• What is being asked
If a line in the listing includes the word "derive", copy it out.

Records for this task Start Marker

//! Session-level MIDI message handlers.
//!
//! Handlers are invoked from the host MIDI service's own thread, once per
//! unbundled message, tagged with the unique ID of the virtual input the
//! message arrived on.

use crossbeam_channel::{bounded, Receiver, Sender, TrySendError};
use midi_msg::MidiMsg;
use tracing::debug;

use crate::endpoint::UniqueId;

pub trait MidiMessageHandler: Send + Sync {
    fn handle_midi_message(&self, message: &MidiMsg, source: UniqueId);
}

impl<F> MidiMessageHandler for F
where
    F: Fn(&MidiMsg, UniqueId) + Send + Sync,
{
    fn handle_midi_message(&self, message: &MidiMsg, source: UniqueId) {
        self(message, source)
    }
}

/// Drops every message. Installed until a real handler is set.
#[derive(Debug, Default, Clone, Copy)]
pub struct NullHandler;

impl MidiMessageHandler for NullHandler {
    fn handle_midi_message(&self, _message: &MidiMsg, source: UniqueId) {
        debug!("No MIDI handler installed, dropping message from {}", source);
    }
}

/// A message received on a virtual input.
#[derive(Debug, Clone, PartialEq)]
pub struct InboundMessage {
    pub source: UniqueId,
    pub message: MidiMsg,
}

/// Forwards messages into a bounded channel so they can be consumed off the
/// host's callback thread.
#[derive(Debug, Clone)]
pub struct ChannelHandler {
    sender: Sender<InboundMessage>,
}

impl MidiMessageHandler for ChannelHandler {
    fn handle_midi_message(&self, message: &MidiMsg, source: UniqueId) {
        let inbound = InboundMessage {
            source,
            message: message.clone(),
        };
        match self.sender.try_send(inbound) {
            Ok(()) => {}
            Err(TrySendError::Full(_)) => {
                debug!("MIDI inbound channel full, dropping message from {}", source)
            }
            Err(TrySendError::Disconnected(_)) => {
                debug!("MIDI inbound receiver dropped, discarding message from {}", source)
            }
        }
    }
}

/// Create a channel-backed handler and the receiver that drains it.
pub fn message_channel(capacity: usize) -> (ChannelHandler, Receiver<InboundMessage>) {
    let (sender, receiver) = bounded(capacity);
    (ChannelHandler { sender }, receiver)
}
//! Virtual MIDI ports exposed to other applications.
//!
//! A [`VirtualPortManager`] owns at most one virtual input and one virtual
//! output (plus any ports created in batches), recreates them on demand and
//! forwards inbound messages to the session's handler.

mod builder;
mod manager;
mod route;

pub use builder::VirtualPortManagerBuilder;
pub use manager::{VirtualPortInfo, VirtualPortManager};
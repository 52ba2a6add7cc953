//! Centralized error type for the sonora umbrella crate.
//!
//! Wraps all subsystem errors so `?` propagates naturally across crate boundaries.

use thiserror::Error;

#[derive(Error, Debug)]
pub enum Error {
    #[cfg(feature = "midi")]
    #[error("MIDI: {0}")]
    Midi(#[from] sonora_midi_io::Error),

    #[error(transparent)]
    Io(#[from] std::io::Error),
}

pub type Result<T> = std::result::Result<T, Error>;
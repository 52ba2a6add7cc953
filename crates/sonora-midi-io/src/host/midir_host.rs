//! OS virtual MIDI ports via midir, owned by a dedicated thread.

use crossbeam_channel::{bounded, Receiver, Sender};
use midir::os::unix::{VirtualInput, VirtualOutput};
use midir::{MidiInput, MidiInputConnection, MidiOutput, MidiOutputConnection};
use parking_lot::Mutex;
use std::collections::HashMap;
use std::sync::atomic::{AtomicU32, Ordering};
use std::thread;
use tracing::{debug, warn};

use super::{MidiHost, PacketCallback};
use crate::endpoint::{ClientRef, EndpointRef, HostStatus, UniqueId};
use crate::error::{Error, Result};
use crate::packet::PacketList;

type Reply<T> = Sender<std::result::Result<T, HostStatus>>;

enum HostCommand {
    CreateDestination {
        endpoint: EndpointRef,
        client_name: String,
        name: String,
        callback: PacketCallback,
        reply: Reply<()>,
    },
    CreateSource {
        endpoint: EndpointRef,
        client_name: String,
        name: String,
        reply: Reply<()>,
    },
    Dispose {
        endpoint: EndpointRef,
        reply: Reply<()>,
    },
    Send {
        endpoint: EndpointRef,
        messages: Vec<Vec<u8>>,
        reply: Reply<()>,
    },
    Shutdown,
}

enum Connection {
    Input(MidiInputConnection<()>),
    Output(MidiOutputConnection),
}

/// Virtual ports on ALSA / CoreMIDI / JACK through midir.
///
/// midir has no unique-ID property, so IDs are tracked here and only checked
/// for uniqueness among this host's endpoints.
pub struct MidirHost {
    command_sender: Sender<HostCommand>,
    clients: Mutex<HashMap<ClientRef, String>>,
    endpoints: Mutex<HashMap<EndpointRef, Option<UniqueId>>>,
    next_ref: AtomicU32,
}

impl MidirHost {
    pub fn new() -> Result<Self> {
        // Fail early when the platform MIDI service is unavailable
        drop(MidiInput::new("sonora-startup-check")?);

        let (command_sender, command_receiver) = bounded(64);
        thread::Builder::new()
            .name("midi-virtual-port-thread".to_string())
            .spawn(move || Self::host_thread(command_receiver))
            .map_err(|e| Error::MidiDevice(format!("Failed to spawn MIDI host thread: {}", e)))?;

        Ok(Self {
            command_sender,
            clients: Mutex::new(HashMap::new()),
            endpoints: Mutex::new(HashMap::new()),
            next_ref: AtomicU32::new(1),
        })
    }

    fn host_thread(command_receiver: Receiver<HostCommand>) {
        let mut connections: HashMap<EndpointRef, Connection> = HashMap::new();

        while let Ok(command) = command_receiver.recv() {
            match command {
                HostCommand::CreateDestination {
                    endpoint,
                    client_name,
                    name,
                    callback,
                    reply,
                } => {
                    let result = Self::open_destination(&client_name, &name, callback)
                        .map(|conn| {
                            connections.insert(endpoint, Connection::Input(conn));
                        })
                        .map_err(creation_status);
                    let _ = reply.send(result);
                }
                HostCommand::CreateSource {
                    endpoint,
                    client_name,
                    name,
                    reply,
                } => {
                    let result = Self::open_source(&client_name, &name)
                        .map(|conn| {
                            connections.insert(endpoint, Connection::Output(conn));
                        })
                        .map_err(creation_status);
                    let _ = reply.send(result);
                }
                HostCommand::Dispose { endpoint, reply } => {
                    let result = match connections.remove(&endpoint) {
                        Some(Connection::Input(conn)) => {
                            conn.close();
                            Ok(())
                        }
                        Some(Connection::Output(conn)) => {
                            conn.close();
                            Ok(())
                        }
                        None => Err(HostStatus::UNKNOWN_ENDPOINT),
                    };
                    let _ = reply.send(result);
                }
                HostCommand::Send {
                    endpoint,
                    messages,
                    reply,
                } => {
                    let result = match connections.get_mut(&endpoint) {
                        Some(Connection::Output(conn)) => messages.iter().try_for_each(|bytes| {
                            conn.send(bytes).map_err(|e| {
                                debug!("midir send failed: {}", e);
                                HostStatus::MESSAGE_SEND_ERR
                            })
                        }),
                        Some(Connection::Input(_)) => Err(HostStatus::WRONG_ENDPOINT_TYPE),
                        None => Err(HostStatus::UNKNOWN_ENDPOINT),
                    };
                    let _ = reply.send(result);
                }
                HostCommand::Shutdown => break,
            }
        }

        // Dropping the connections closes every remaining virtual port
        debug!("MIDI host thread exiting, closing {} endpoints", connections.len());
    }

    fn open_destination(
        client_name: &str,
        name: &str,
        callback: PacketCallback,
    ) -> Result<MidiInputConnection<()>> {
        let midi_input = MidiInput::new(client_name)?;
        let conn = midi_input.create_virtual(
            name,
            move |timestamp, bytes, _| {
                callback(&PacketList::single(timestamp, bytes));
            },
            (),
        )?;
        Ok(conn)
    }

    fn open_source(client_name: &str, name: &str) -> Result<MidiOutputConnection> {
        let midi_output = MidiOutput::new(client_name)?;
        Ok(midi_output.create_virtual(name)?)
    }

    fn request(
        &self,
        make: impl FnOnce(Reply<()>) -> HostCommand,
    ) -> std::result::Result<(), HostStatus> {
        let (reply, response) = bounded(1);
        self.command_sender
            .send(make(reply))
            .map_err(|_| HostStatus::SERVER_START_ERR)?;
        response.recv().map_err(|_| HostStatus::SERVER_START_ERR)?
    }

    fn client_name(&self, client: ClientRef) -> std::result::Result<String, HostStatus> {
        self.clients
            .lock()
            .get(&client)
            .cloned()
            .ok_or(HostStatus::INVALID_CLIENT)
    }

    fn allocate(&self) -> EndpointRef {
        EndpointRef(self.next_ref.fetch_add(1, Ordering::Relaxed))
    }
}

impl MidiHost for MidirHost {
    fn create_client(&self, name: &str) -> std::result::Result<ClientRef, HostStatus> {
        let client = ClientRef(self.next_ref.fetch_add(1, Ordering::Relaxed));
        self.clients.lock().insert(client, name.to_string());
        Ok(client)
    }

    fn create_destination(
        &self,
        client: ClientRef,
        name: &str,
        callback: PacketCallback,
    ) -> std::result::Result<EndpointRef, HostStatus> {
        let client_name = self.client_name(client)?;
        let endpoint = self.allocate();
        self.request(|reply| HostCommand::CreateDestination {
            endpoint,
            client_name,
            name: name.to_string(),
            callback,
            reply,
        })?;
        self.endpoints.lock().insert(endpoint, None);
        Ok(endpoint)
    }

    fn create_source(
        &self,
        client: ClientRef,
        name: &str,
    ) -> std::result::Result<EndpointRef, HostStatus> {
        let client_name = self.client_name(client)?;
        let endpoint = self.allocate();
        self.request(|reply| HostCommand::CreateSource {
            endpoint,
            client_name,
            name: name.to_string(),
            reply,
        })?;
        self.endpoints.lock().insert(endpoint, None);
        Ok(endpoint)
    }

    fn set_unique_id(
        &self,
        endpoint: EndpointRef,
        unique_id: UniqueId,
    ) -> std::result::Result<(), HostStatus> {
        let mut endpoints = self.endpoints.lock();
        let taken = endpoints
            .iter()
            .any(|(other, id)| *other != endpoint && *id == Some(unique_id));
        if taken {
            return Err(HostStatus::ID_NOT_UNIQUE);
        }
        let slot = endpoints
            .get_mut(&endpoint)
            .ok_or(HostStatus::UNKNOWN_ENDPOINT)?;
        *slot = Some(unique_id);
        Ok(())
    }

    fn dispose_endpoint(&self, endpoint: EndpointRef) -> std::result::Result<(), HostStatus> {
        self.request(|reply| HostCommand::Dispose { endpoint, reply })?;
        self.endpoints.lock().remove(&endpoint);
        Ok(())
    }

    fn send(&self, source: EndpointRef, packets: &PacketList) -> std::result::Result<(), HostStatus> {
        let messages = outgoing_messages(packets)?;
        self.request(|reply| HostCommand::Send {
            endpoint: source,
            messages,
            reply,
        })
    }
}

/// Host status for a failed endpoint creation: the MIDI service itself
/// failing to start versus the service refusing the port.
fn creation_status(err: Error) -> HostStatus {
    debug!("midir endpoint creation failed: {}", err);
    match err {
        Error::MidiDevice(_) => HostStatus::SERVER_START_ERR,
        _ => HostStatus::NOT_PERMITTED,
    }
}

/// Split packets into complete messages; midir expects one per send call.
///
/// Bytes that decode to nothing are a send failure, not an empty send.
fn outgoing_messages(packets: &PacketList) -> std::result::Result<Vec<Vec<u8>>, HostStatus> {
    let messages: Vec<Vec<u8>> = packets.messages().map(|msg| msg.to_midi()).collect();
    let has_data = packets.packets.iter().any(|packet| !packet.data.is_empty());
    if messages.is_empty() && has_data {
        debug!("No complete MIDI message in outgoing packets");
        return Err(HostStatus::MESSAGE_SEND_ERR);
    }
    Ok(messages)
}

impl Drop for MidirHost {
    fn drop(&mut self) {
        if self.command_sender.send(HostCommand::Shutdown).is_err() {
            warn!("MIDI host thread already stopped");
        }
    }
}

impl std::fmt::Debug for MidirHost {
    fn fmt(&self, f: &mut std::fmt::Formatter<'_>) -> std::fmt::Result {
        f.debug_struct("MidirHost")
            .field("num_clients", &self.clients.lock().len())
            .field("num_endpoints", &self.endpoints.lock().len())
            .finish()
    }
}
//! Error types for the MIDI I/O subsystem.

use thiserror::Error;

use crate::endpoint::{HostStatus, PortDirection, UniqueId};
use crate::host::HostOperation;

#[derive(Error, Debug)]
pub enum Error {
    #[error("Host MIDI error {status} during {operation} ({name})")]
    Host {
        operation: HostOperation,
        name: String,
        status: HostStatus,
    },

    #[error("Host rejected unique ID {unique_id} for virtual {direction} port (status {status})")]
    UniqueIdRejected {
        direction: PortDirection,
        unique_id: UniqueId,
        status: HostStatus,
    },

    #[error("No virtual output port has been created")]
    NoVirtualOutput,

    #[error("MIDI parse error: {0}")]
    MidiParse(String),

    #[error("MIDI port error: {0}")]
    MidiPort(String),

    #[error("MIDI device error: {0}")]
    MidiDevice(String),

    #[error("Invalid config: {0}")]
    InvalidConfig(String),
}

impl Error {
    /// Host status code carried by this error, if it came from the host service.
    pub fn host_status(&self) -> Option<HostStatus> {
        match self {
            Error::Host { status, .. } | Error::UniqueIdRejected { status, .. } => Some(*status),
            _ => None,
        }
    }
}

impl From<midi_msg::ParseError> for Error {
    fn from(e: midi_msg::ParseError) -> Self {
        Error::MidiParse(format!("{:?}", e))
    }
}

#[cfg(feature = "midi-io")]
impl From<midir::InitError> for Error {
    fn from(e: midir::InitError) -> Self {
        Error::MidiDevice(e.to_string())
    }
}

#[cfg(feature = "midi-io")]
impl From<midir::ConnectError<midir::MidiInput>> for Error {
    fn from(e: midir::ConnectError<midir::MidiInput>) -> Self {
        Error::MidiPort(e.to_string())
    }
}

#[cfg(feature = "midi-io")]
impl From<midir::ConnectError<midir::MidiOutput>> for Error {
    fn from(e: midir::ConnectError<midir::MidiOutput>) -> Self {
        Error::MidiPort(e.to_string())
    }
}

pub type Result<T> = std::result::Result<T, Error>;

Records for this task End Marker

• Completed task
#[derive(Debug, Default, Clone, Copy)]
#[derive(Debug, Clone, PartialEq)]
#[derive(Debug, Clone)]
#[derive(Error, Debug)]
#[derive(Error, Debug)]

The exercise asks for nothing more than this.